As of 2011, women veterans accounted for only 10 percent of the total veteran population in the United States, which means men still heavily outweigh women military personnel. In many cases, the imbalance between male and female veterans’ care can be traced to the Army’s historic gender breakdown.

VA hospitals in more rural areas, like some of central Appalachia, tend to be treatment facilities with a particular, outdated design: fewer wards and rooms filled with more beds. These wards can house multiple patients at one time, which means patients can be treated in a single room—particularly practical at VA hospitals, where, up until the past century, patients were almost exclusively men. Military doctors and nurses could indiscriminately place the men together in a single space.

But these health-care facilities built in past centuries are still in use today, when they may have outlived some of their usefulness. The large ward design has become an issue for VA hospitals as more and more women continue to join the U.S. military. “It’s much easier for male veterans who need inpatient health care to get a slot,” Manning said in an interview with Rewire.News. “Not all VA facilities have slots for women to have inpatient health care.”

Throughout Appalachia, where rurality and economic disparity already affect access to mental health care and other forms of treatment, veterans can sometimes only go to VA hospitals: the only facilities for miles.
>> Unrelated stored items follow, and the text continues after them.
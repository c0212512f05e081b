use super::error::SourceError;
use super::item::ItemRef;
use std::fmt;

/// Identifies one child collection for change routing.
///
/// A source assigns an id when it first hands out a collection and keeps it
/// stable for the collection's lifetime; mutation notifications carry the
/// same id so the adapter can route them to the owning parent.
#[derive(Clone, Copy, Debug, PartialEq, Eq, Hash, PartialOrd, Ord)]
pub struct CollectionId(u64);

impl CollectionId {
    pub const fn new(raw: u64) -> Self {
        Self(raw)
    }

    pub const fn raw(self) -> u64 {
        self.0
    }
}

impl fmt::Display for CollectionId {
    fn fmt(&self, f: &mut fmt::Formatter<'_>) -> fmt::Result {
        write!(f, "collection#{}", self.0)
    }
}

/// Forward-only child enumerator. Every step may fault; a fault leaves the
/// consumer-side cache's materialized prefix intact.
pub type ChildEnumerator = Box<dyn Iterator<Item = Result<ItemRef, SourceError>>>;

/// Random-access view of a child collection: O(1) count and index reads.
pub trait IndexedChildren {
    fn len(&self) -> usize;

    fn is_empty(&self) -> bool {
        self.len() == 0
    }

    fn get(&self, index: usize) -> Result<ItemRef, SourceError>;
}

/// Child set handed out by a source, tagged with its access capability.
pub enum ChildAccess {
    /// The source reports count and index access in O(1).
    Indexed { collection: CollectionId, store: Box<dyn IndexedChildren> },
    /// The source can only be walked front to back.
    Sequential { collection: CollectionId, items: ChildEnumerator },
    /// No child collection at all. A source that may later grow children
    /// under this parent must return an empty collection instead; `None`
    /// is a permanent statement.
    None,
}

impl fmt::Debug for ChildAccess {
    fn fmt(&self, f: &mut fmt::Formatter<'_>) -> fmt::Result {
        match self {
            ChildAccess::Indexed { collection, store } => f
                .debug_struct("Indexed")
                .field("collection", collection)
                .field("len", &store.len())
                .finish(),
            ChildAccess::Sequential { collection, .. } => {
                f.debug_struct("Sequential").field("collection", collection).finish_non_exhaustive()
            }
            ChildAccess::None => write!(f, "None"),
        }
    }
}
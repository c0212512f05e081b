fn main() {
    if let Err(error) = treebind_cli::run() {
        // Tracing is initialized inside run() after argument parsing.
        // If we get here, the subscriber is active — use it.
        tracing::error!(%error, "CLI execution failed");
        std::process::exit(1);
    }
}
This is especially the case for veterans like Brown, who do not have outside health insurance.

A 2007 file from the Veterans Health Administration (VHA), cited in the Appalachia Regional Commission’s “Health Care Costs and Access Disparities in Appalachia” report, showed that “military veterans in the Appalachian Region, particularly the central sub-region and western Pennsylvania, were among the highest users of VHA services in the U.S.” Paired with the fact that Appalachians frequently struggle with access to health insurance, many veterans in the region may not have the opportunity to visit alternative clinics or providers.

Little research has been done to compare admittance rates for male and female veterans at VA hospitals throughout the country. In VA hospitals and non-military hospitals alike, it is still a cultural norm in the United States that hospital rooms remain segregated by sex, a measure intended to promote feelings of control and comfort among patients. However, as the number of female veterans increase, women who live in communities serviced by older VA hospitals could experience a delay in care—especially if men already predominantly occupy the hospital rooms.

Hospitals have general protocols they take to ensure female veterans have prompt access to inpatient care. Lauren Winebrenner, public affairs specialist and community outreach program coordinator at the Martinsburg VA Medical Center in West Virginia, said that at the VA where she works, men can be shifted from one room to another in order to give women veterans private rooms.

“For us, if we have to move a man so a woman has a room with a bathroom so she has the privacy she needs, that’s what happens,” Winebrenner said in an interview with Rewire.News. “And I would say that would be true for any facility because we’re not going to ever put men and women together during a hospitalization.”

Renovated facilities like the Martinsburg VA work to serve and treat women by having a women’s health clinic. Furthermore, Winebrenner said that women are always given private rooms with bathrooms when they check into the general medical center. While uncommon, Winebrenner said there have been instances when the hospital had to relocate some male veterans to accommodate women.

“Not frequently, but it does happen on occasion, like during flu season when you have all your beds full,” Winebrenner said. While the move may be inconvenient, Winebrenner said it has never caused a problem.

“We explained that to the [male] veterans and we’ve never had any issues with any veterans who were not willing to do that to accommodate another veteran.”